Geronimus [44] demonstrated an increasing risk of low birth weight with advancing maternal age among black, but not white, mothers, using 1989 birth certificate data from singleton first births to black and white mothers aged 15-34 in Michigan. [44]

Teenagers are not the only age group for at high risk for poor birth outcome, but they received the most researchers' attention. Very few research studies have been documented on births to older mothers, even though such births are becoming increasingly common. Virginia et al. [44] reported that older maternal age is associated with reduced birth weight among infants born to African American women, and the age effect is exacerbated by individual poverty. [45]

In a study done by Lee et al. [23] on 184,567 singleton live births with gestational ages of 40 weeks, examined from the 1980-1984 Illinois birth certificate data, it was reported that to separate out the independent effect of maternal age on the incidence of low birth weight infants at term, the presence of other maternal factors, such as race, education, parity, marital status, and prenatal care, were adjusted by use of a series of multiple logistic regression analyses. All of these analyses consistently demonstrated that the adjusted risk for low birth weight at term is the lowest in teenagers and increases with advancing maternal age. These results indicate that the high incidence of this factor in young mothers apparently reflects their poor socio-demographic and prenatal care status. Advancing maternal age is associated with a decreased potential for fetal growth, possibly reflecting biologic aging of maternal tissues and systems or the cumulative effects of disease. [23]

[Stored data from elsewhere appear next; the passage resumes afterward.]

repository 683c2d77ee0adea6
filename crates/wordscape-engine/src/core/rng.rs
//! Seedable speed sampling for word entities.

use crate::api::config::SpeedRange;

/// Seedable pseudo-random number generator (xorshift64).
/// Deterministic and fast; the same seed always yields the same speeds.
#[derive(Debug, Clone)]
pub struct Rng {
    state: u64,
}

impl Rng {
    pub fn new(seed: u64) -> Self {
        Rng {
            state: if seed == 0 { 1 } else { seed },
        }
    }

    /// Restart the sequence as if freshly created with `seed`.
    pub fn reseed(&mut self, seed: u64) {
        *self = Rng::new(seed);
    }

    fn next_u64(&mut self) -> u64 {
        let mut x = self.state;
        x ^= x << 13;
        x ^= x >> 7;
        x ^= x << 17;
        self.state = x;
        x
    }

    /// Uniform value in the closed interval [0, 1].
    pub fn next_unit(&mut self) -> f32 {
        const MAX_24: u64 = (1 << 24) - 1;
        // 24 high bits fit an f32 mantissa exactly.
        ((self.next_u64() >> 40) as f32) / MAX_24 as f32
    }
}

/// Source of per-word speed factors.
pub trait SpeedSampler {
    /// Draw a speed factor from `range`.
    fn sample(&mut self, range: SpeedRange) -> f32;

    /// Restart the sampler's sequence. Stateless samplers ignore this.
    fn reseed(&mut self, _seed: u64) {}
}

impl SpeedSampler for Rng {
    fn sample(&mut self, range: SpeedRange) -> f32 {
        let (low, high) = (range.low(), range.high());
        range.clamp(low + self.next_unit() * (high - low))
    }

    fn reseed(&mut self, seed: u64) {
        Rng::reseed(self, seed);
    }
}

/// Always yields the same speed factor (clamped into the requested range).
#[derive(Debug, Clone, Copy, PartialEq)]
pub struct FixedSpeed(pub f32);

impl SpeedSampler for FixedSpeed {
    fn sample(&mut self, range: SpeedRange) -> f32 {
        range.clamp(self.0)
    }
}
use std::cell::RefCell;
use std::rc::Rc;

use wordscape_engine::bridge::protocol::as_floats;
use wordscape_engine::{
    Clock, Command, CommandQueue, EventRecord, GameConfig, Session, WordRef,
};

/// Wires a session to a host page.
///
/// The host pushes commands whenever input arrives and calls `frame` once
/// per animation frame. Commands are applied at the start of the next frame,
/// so they never interleave with a tick. Events produced during a frame are
/// kept in a flat buffer until the next one starts.
pub struct SessionRunner<C: Clock> {
    session: Session<C>,
    commands: CommandQueue,
    events: Rc<RefCell<Vec<EventRecord>>>,
}

impl<C: Clock> SessionRunner<C> {
    pub fn new(config: GameConfig, clock: C) -> Self {
        Self::from_session(Session::with_clock(config, clock))
    }

    pub fn from_session(mut session: Session<C>) -> Self {
        let events = Rc::new(RefCell::new(Vec::with_capacity(64)));
        let sink = Rc::clone(&events);
        session.subscribe(move |event| sink.borrow_mut().push(EventRecord::from_event(event)));
        Self {
            session,
            commands: CommandQueue::new(),
            events,
        }
    }

    /// Queue a command for the next frame.
    pub fn push(&mut self, command: Command) {
        self.commands.push(command);
    }

    /// Run one host frame: apply queued commands, then tick if the loop is running.
    pub fn frame(&mut self) {
        self.events.borrow_mut().clear();
        for command in self.commands.drain() {
            self.session.apply(command);
        }
        self.session.frame();
    }

    // ---- Event buffer accessors ----

    /// Copy of this frame's events as flat floats.
    pub fn event_floats(&self) -> Vec<f32> {
        as_floats(&self.events.borrow()).to_vec()
    }

    pub fn events_ptr(&self) -> *const f32 {
        self.events.borrow().as_ptr() as *const f32
    }

    pub fn events_len(&self) -> u32 {
        self.events.borrow().len() as u32
    }

    // ---- Session accessors ----

    pub fn lane_count(&self) -> u32 {
        self.session.lanes().len() as u32
    }

    pub fn lane_len(&self, lane: usize) -> u32 {
        self.session.lanes().get(lane).map_or(0, |l| l.len() as u32)
    }

    pub fn word_text(&self, lane: usize, index: usize) -> Option<String> {
        self.session
            .word(WordRef::new(lane, index))
            .map(|w| w.text().to_string())
    }

    pub fn captured_words(&self) -> &[String] {
        self.session.captured_words()
    }

    pub fn is_running(&self) -> bool {
        self.session.is_running()
    }

    pub fn field_width(&self) -> f32 {
        self.session.config().field_width
    }

    pub fn finish_line(&self) -> f32 {
        self.session.finish_line()
    }
}
use axum::{
    http::StatusCode,
    response::{IntoResponse, Response},
};
use serde::Serialize;
use thiserror::Error;

use crate::response::{ApiResponse, Meta};

#[derive(Debug, Error)]
pub enum AppError {
    #[error("Not Found")]
    NotFound,

    #[error("Bad Request {0}")]
    BadRequest(String),

    #[error("Forbidden")]
    Forbidden,

    #[error("Not a valid User")]
    InvalidUser,

    #[error("Not a valid Product")]
    InvalidProduct,

    #[error("Not enough stock for {product}")]
    InsufficientStock { product: String, available: i32 },

    #[error("Database error")]
    DbError(#[from] sqlx::Error),

    #[error("ORM error")]
    OrmError(#[from] sea_orm::DbErr),

    #[error("Internal Server Error")]
    Internal(#[from] anyhow::Error),
}

#[derive(Serialize)]
struct ErrorData {
    error: String,
}

impl IntoResponse for AppError {
    fn into_response(self) -> Response {
        // Expected, user-facing failures map to 400; storage failures to 500.
        let status = match &self {
            AppError::NotFound => StatusCode::NOT_FOUND,
            AppError::BadRequest(_)
            | AppError::InvalidUser
            | AppError::InvalidProduct
            | AppError::InsufficientStock { .. } => StatusCode::BAD_REQUEST,
            AppError::Forbidden => StatusCode::FORBIDDEN,
            AppError::DbError(_) | AppError::OrmError(_) | AppError::Internal(_) => {
                StatusCode::INTERNAL_SERVER_ERROR
            }
        };

        let body = ApiResponse {
            message: self.to_string(),
            data: Some(ErrorData {
                error: self.to_string(),
            }),
            meta: Some(Meta::empty()),
        };

        (status, axum::Json(body)).into_response()
    }
}

pub type AppResult<T> = Result<T, AppError>;
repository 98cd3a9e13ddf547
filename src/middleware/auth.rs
use axum::{extract::FromRequestParts, http::header};
use jsonwebtoken::{DecodingKey, Validation, decode};
use uuid::Uuid;

use crate::{dto::auth::Claims, error::AppError};

/// Caller context decoded from the bearer token. Admin capability is an
/// explicit flag checked at the API boundary, not a role hierarchy.
#[derive(Debug, Clone)]
pub struct AuthUser {
    pub user_id: Uuid,
    pub is_admin: bool,
}

pub fn ensure_admin(user: &AuthUser) -> Result<(), AppError> {
    if !user.is_admin {
        return Err(AppError::Forbidden);
    }
    Ok(())
}

impl<S> FromRequestParts<S> for AuthUser
where
    S: Send + Sync,
{
    type Rejection = AppError;
    async fn from_request_parts(
        parts: &mut axum::http::request::Parts,
        _state: &S,
    ) -> Result<Self, Self::Rejection> {
        let auth_header = parts
            .headers
            .get(header::AUTHORIZATION)
            .ok_or_else(|| AppError::BadRequest("Missing Authorization header".into()))?;

        let auth_str = auth_header
            .to_str()
            .map_err(|_| AppError::BadRequest("Invalid Authorization header".into()))?;

        if !auth_str.starts_with("Bearer ") {
            return Err(AppError::BadRequest("Invalid Authorization scheme".into()));
        }
        let token = auth_str.trim_start_matches("Bearer ").trim();

        let secret = std::env::var("JWT_SECRET")
            .map_err(|_| AppError::Internal(anyhow::anyhow!("JWT_SECRET is not set")))?;

        let decoded = decode::<Claims>(
            token,
            &DecodingKey::from_secret(secret.as_bytes()),
            &Validation::default(),
        )
        .map_err(|_| AppError::BadRequest("Invalid or expired token".into()))?;

        let user_id = Uuid::parse_str(&decoded.claims.sub)
            .map_err(|_| AppError::BadRequest("Invalid user id in token".into()))?;

        Ok(AuthUser {
            user_id,
            is_admin: decoded.claims.is_admin,
        })
    }
}
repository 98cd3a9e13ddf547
use chrono::{DateTime, Utc};
use sqlx::FromRow;
use uuid::Uuid;

use crate::{
    db::DbPool,
    dto::orders::{OrderDetailList, OrderItemDetail},
    error::{AppError, AppResult},
    models::{Order, Product},
    response::{ApiResponse, Meta},
};

#[derive(FromRow)]
struct OrderDetailRow {
    item_id: Uuid,
    line_no: i32,
    quantity: i32,
    item_price: i64,
    item_created_at: DateTime<Utc>,
    order_id: Uuid,
    user_id: Uuid,
    order_price: i64,
    address: String,
    phone: String,
    order_created_at: DateTime<Utc>,
    product_id: Uuid,
    name: String,
    price: i64,
    category_id: Uuid,
    stock: i32,
    sold: i32,
    description: Option<String>,
    image: Option<String>,
    product_created_at: DateTime<Utc>,
}

/// All order items ever placed by a user, newest order first, with the
/// owning order and the current product detail nested in each row.
pub async fn order_detail(pool: &DbPool, user_id: Uuid) -> AppResult<ApiResponse<OrderDetailList>> {
    let user: Option<(Uuid,)> = sqlx::query_as("SELECT id FROM users WHERE id = $1")
        .bind(user_id)
        .fetch_optional(pool)
        .await?;
    if user.is_none() {
        return Err(AppError::InvalidUser);
    }

    let rows = sqlx::query_as::<_, OrderDetailRow>(
        r#"
        SELECT oi.id AS item_id, oi.line_no, oi.quantity, oi.price AS item_price,
               oi.created_at AS item_created_at,
               o.id AS order_id, o.user_id, o.price AS order_price, o.address, o.phone,
               o.created_at AS order_created_at,
               p.id AS product_id, p.name, p.price, p.category_id, p.stock, p.sold,
               p.description, p.image, p.created_at AS product_created_at
        FROM order_items oi
        JOIN orders o ON o.id = oi.order_id
        JOIN products p ON p.id = oi.product_id
        WHERE o.user_id = $1
        ORDER BY o.created_at DESC, oi.line_no
        "#,
    )
    .bind(user_id)
    .fetch_all(pool)
    .await?;

    let items = rows
        .into_iter()
        .map(|row| OrderItemDetail {
            id: row.item_id,
            line_no: row.line_no,
            quantity: row.quantity,
            price: row.item_price,
            created_at: row.item_created_at,
            order: Order {
                id: row.order_id,
                user_id: row.user_id,
                price: row.order_price,
                address: row.address,
                phone: row.phone,
                created_at: row.order_created_at,
            },
            product: Product {
                id: row.product_id,
                name: row.name,
                price: row.price,
                category_id: row.category_id,
                stock: row.stock,
                sold: row.sold,
                description: row.description,
                image: row.image,
                created_at: row.product_created_at,
            },
        })
        .collect();

    Ok(ApiResponse::success(
        "OK",
        OrderDetailList { items },
        Some(Meta::empty()),
    ))
}
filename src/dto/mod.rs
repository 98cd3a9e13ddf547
pub mod auth;
pub mod cart;
pub mod categories;
pub mod orders;
pub mod products;
pub mod reviews;
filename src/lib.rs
pub mod audit;
pub mod config;
pub mod db;
pub mod dto;
pub mod entity;
pub mod error;
pub mod middleware;
pub mod models;
pub mod response;
pub mod routes;
pub mod services;
pub mod state;
use sea_orm::ActiveValue::NotSet;
use sea_orm::{ActiveModelTrait, Set};
use storefront_api::{
    db::{create_orm_conn, create_pool, run_migrations},
    entity::{
        categories::ActiveModel as CategoryActive, products::ActiveModel as ProductActive,
        users::ActiveModel as UserActive,
    },
    state::AppState,
};
use uuid::Uuid;

/// Connect and migrate, or `None` when no database is configured so the
/// caller can skip.
pub async fn setup_state() -> anyhow::Result<Option<AppState>> {
    let database_url =
        match std::env::var("TEST_DATABASE_URL").or_else(|_| std::env::var("DATABASE_URL")) {
            Ok(url) => url,
            Err(_) => {
                eprintln!(
                    "Skipping test: set TEST_DATABASE_URL or DATABASE_URL to run integration tests."
                );
                return Ok(None);
            }
        };

    let pool = create_pool(&database_url).await?;
    let orm = create_orm_conn(&database_url).await?;

    // Tests in one binary run concurrently; serialize migration DDL.
    let mut conn = pool.acquire().await?;
    sqlx::query("SELECT pg_advisory_lock(723401)")
        .execute(&mut *conn)
        .await?;
    let migrated = run_migrations(&orm).await;
    sqlx::query("SELECT pg_advisory_unlock(723401)")
        .execute(&mut *conn)
        .await?;
    migrated?;

    Ok(Some(AppState { pool, orm }))
}

pub async fn create_user(state: &AppState, tag: &str) -> anyhow::Result<Uuid> {
    let user = UserActive {
        id: Set(Uuid::new_v4()),
        email: Set(format!("{tag}-{}@example.com", Uuid::new_v4())),
        password_hash: Set("dummy".into()),
        full_name: Set(format!("Test {tag}")),
        phone_no: Set("555-0100".into()),
        address: Set("1 Test Lane".into()),
        is_admin: Set(false),
        created_at: NotSet,
    }
    .insert(&state.orm)
    .await?;

    Ok(user.id)
}

pub async fn create_category(state: &AppState) -> anyhow::Result<Uuid> {
    let category = CategoryActive {
        id: Set(Uuid::new_v4()),
        name: Set(format!("category-{}", Uuid::new_v4())),
    }
    .insert(&state.orm)
    .await?;

    Ok(category.id)
}

pub async fn create_product(
    state: &AppState,
    category_id: Uuid,
    price: i64,
    stock: i32,
) -> anyhow::Result<Uuid> {
    let product = ProductActive {
        id: Set(Uuid::new_v4()),
        name: Set(format!("widget-{}", Uuid::new_v4())),
        price: Set(price),
        category_id: Set(category_id),
        stock: Set(stock),
        sold: Set(0),
        description: Set(Some("A product for testing".into())),
        image: Set(None),
        created_at: NotSet,
    }
    .insert(&state.orm)
    .await?;

    Ok(product.id)
}
use sea_orm::entity::prelude::*;

#[derive(Clone, Debug, PartialEq, DeriveEntityModel)]
#[sea_orm(table_name = "product_reviews")]
pub struct Model {
    #[sea_orm(primary_key)]
    pub id: Uuid,
    pub product_id: Uuid,
    pub user_id: Option<Uuid>,
    pub review: String,
    pub rating: i32,
    pub created_at: DateTimeWithTimeZone,
}

#[derive(Copy, Clone, Debug, EnumIter, DeriveRelation)]
pub enum Relation {
    #[sea_orm(
        belongs_to = "super::products::Entity",
        from = "Column::ProductId",
        to = "super::products::Column::Id"
    )]
    Products,
}

impl Related<super::products::Entity> for Entity {
    fn to() -> RelationDef {
        Relation::Products.def()
    }
}

impl ActiveModelBehavior for ActiveModel {}
use anyhow::Result;
use sea_orm::{ConnectionTrait, Database, DatabaseConnection, Statement};
use sqlx::postgres::PgPoolOptions;
use std::path::PathBuf;
use tokio::fs;

pub type DbPool = sqlx::PgPool;
pub type OrmConn = DatabaseConnection;

/// Create the sqlx connection pool used by the raw-SQL read/write paths.
pub async fn create_pool(database_url: &str) -> Result<DbPool> {
    let pool = PgPoolOptions::new()
        .max_connections(10)
        .connect(database_url)
        .await?;
    Ok(pool)
}

/// Create a SeaORM connection.
pub async fn create_orm_conn(database_url: &str) -> Result<DatabaseConnection> {
    let conn = Database::connect(database_url).await?;
    Ok(conn)
}

/// Minimal migration runner that executes SQL files in `migrations/` in filename order.
pub async fn run_migrations(conn: &DatabaseConnection) -> Result<()> {
    let mut entries = fs::read_dir("migrations").await?;
    let mut files: Vec<PathBuf> = Vec::new();
    while let Some(entry) = entries.next_entry().await? {
        let path = entry.path();
        if path.is_file() {
            files.push(path);
        }
    }
    files.sort();

    let backend = conn.get_database_backend();
    for file in files {
        let sql = fs::read_to_string(&file).await?;
        // Postgres prepared statements cannot contain multiple commands,
        // so split the migration file and run each statement individually.
        for stmt in sql.split(';') {
            let stmt = stmt.trim();
            if stmt.is_empty() {
                continue;
            }
            let statement = format!("{stmt};");
            conn.execute(Statement::from_string(backend, statement))
                .await?;
        }
    }

    Ok(())
}
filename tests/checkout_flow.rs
mod common;

use sea_orm::{ColumnTrait, EntityTrait, QueryFilter};
use storefront_api::{
    dto::cart::AddToCartRequest,
    entity::{cart_items, order_items, orders, products},
    routes::params::Pagination,
    services::{
        cart_service,
        checkout_service::{self, CheckoutOutcome},
        order_service,
    },
};

// The worked end-to-end flow: product (stock 3, price 100), add quantity 2
// to the cart (replacing an earlier quantity), place the order, and verify
// the order, its item, the stock/sold counters and the emptied cart.
#[tokio::test]
async fn add_to_cart_and_checkout_flow() -> anyhow::Result<()> {
    let Some(state) = common::setup_state().await? else {
        return Ok(());
    };

    let user_id = common::create_user(&state, "buyer").await?;
    let category_id = common::create_category(&state).await?;
    let product_id = common::create_product(&state, category_id, 100, 3).await?;

    // First add is replaced by the second; add-to-cart is not additive.
    cart_service::add_to_cart(
        &state.pool,
        AddToCartRequest {
            user_id,
            product_id,
            quantity: Some(1),
        },
    )
    .await?;
    let resp = cart_service::add_to_cart(
        &state.pool,
        AddToCartRequest {
            user_id,
            product_id,
            quantity: Some(2),
        },
    )
    .await?;

    let cart = resp.data.expect("cart data");
    assert_eq!(cart.items.len(), 1);
    assert_eq!(cart.items[0].quantity, 2);
    assert_eq!(cart.items[0].price, 200);

    let outcome = checkout_service::place_order(&state, user_id).await?;
    let placed = match outcome {
        CheckoutOutcome::Placed(placed) => placed,
        CheckoutOutcome::EmptyCart => panic!("expected an order to be placed"),
    };
    assert_eq!(placed.total, 200);
    assert_eq!(placed.items, 1);

    let order = orders::Entity::find_by_id(placed.order_id)
        .one(&state.orm)
        .await?
        .expect("order row");
    assert_eq!(order.user_id, user_id);
    assert_eq!(order.price, 200);

    let items = order_items::Entity::find()
        .filter(order_items::Column::OrderId.eq(order.id))
        .all(&state.orm)
        .await?;
    assert_eq!(items.len(), 1);
    assert_eq!(items[0].product_id, product_id);
    assert_eq!(items[0].line_no, 1);
    assert_eq!(items[0].quantity, 2);
    assert_eq!(items[0].price, 200);

    let product = products::Entity::find_by_id(product_id)
        .one(&state.orm)
        .await?
        .expect("product row");
    assert_eq!(product.stock, 1);
    assert_eq!(product.sold, 2);

    let remaining = cart_items::Entity::find()
        .filter(cart_items::Column::UserId.eq(user_id))
        .all(&state.orm)
        .await?;
    assert!(remaining.is_empty(), "cart should be empty after checkout");

    // Order detail shows the item with the order and product nested.
    let detail = order_service::order_detail(&state.pool, user_id).await?;
    let detail = detail.data.expect("order detail");
    assert_eq!(detail.items.len(), 1);
    assert_eq!(detail.items[0].order.id, order.id);
    assert_eq!(detail.items[0].product.id, product_id);

    // A second checkout on the now-empty cart is a no-op.
    let outcome = checkout_service::place_order(&state, user_id).await?;
    assert!(matches!(outcome, CheckoutOutcome::EmptyCart));

    // And the cart listing is empty too.
    let listing = cart_service::list_cart(
        &state.pool,
        user_id,
        Pagination {
            page: None,
            per_page: None,
        },
    )
    .await?;
    assert!(listing.data.expect("cart data").items.is_empty());

    Ok(())
}
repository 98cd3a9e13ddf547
use serde_json::Value;
use uuid::Uuid;

use crate::{db::DbPool, error::AppResult};

pub async fn log_audit(
    pool: &DbPool,
    user_id: Option<Uuid>,
    action: &str,
    resource: Option<&str>,
    metadata: Option<Value>,
) -> AppResult<()> {
    let id = Uuid::new_v4();
    sqlx::query(
        r#"
        INSERT INTO audit_logs (id, user_id, action, resource, metadata)
        VALUES ($1, $2, $3, $4, $5)
        "#,
    )
    .bind(id)
    .bind(user_id)
    .bind(action)
    .bind(resource)
    .bind(metadata)
    .execute(pool)
    .await?;

    Ok(())
}
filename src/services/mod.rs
pub mod auth_service;
pub mod cart_service;
pub mod category_service;
pub mod checkout_service;
pub mod order_service;
pub mod product_service;
pub mod review_service;
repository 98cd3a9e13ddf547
use serde::{Deserialize, Serialize};
use utoipa::ToSchema;
use uuid::Uuid;

use crate::models::ProductReview;

#[derive(Debug, Deserialize, ToSchema)]
#[serde(deny_unknown_fields)]
pub struct SubmitReviewRequest {
    pub user_id: Uuid,
    pub product_id: Uuid,
    #[serde(default)]
    pub review: String,
    #[serde(default)]
    pub rating: i32,
}

#[derive(Debug, Serialize, ToSchema)]
pub struct ReviewList {
    pub items: Vec<ProductReview>,
}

Studies have found that LBW can be predicted by many maternal characteristics, including age and ethnicity. [17],[21],[46],[47],[48],[49],[50],[51] However, the effect of the mother's age on birth weight has been a matter of debate, with some studies reporting that teenage mothers are more likely to give birth to preterm babies and babies of LBW, and others suggesting that other factors such as racial and socio-economic differences may confound such results and weaken any conclusions regarding the effect of age. [21],[47],[52],[53],[54],[55],[56],[57],[58],[59] To assess the true effect of maternal age, researchers need an inclusive set of narrowly defined age groups spanning all reproductive ages across the birth weight.

As this study highlights the fact that the pregnancy at extreme of reproductive age - both young teenagers and older women (after 40 years) - is at high risk for giving birth to low birth weight babies; community-based awareness for prevention of teenage pregnancies (both within the wedlock or out of wedlock) and prevention of pregnancies after 40 years of maternal age; carries important public health significance in reducing low birth weight babies, thus avoiding further consequences among infants with low birth weight.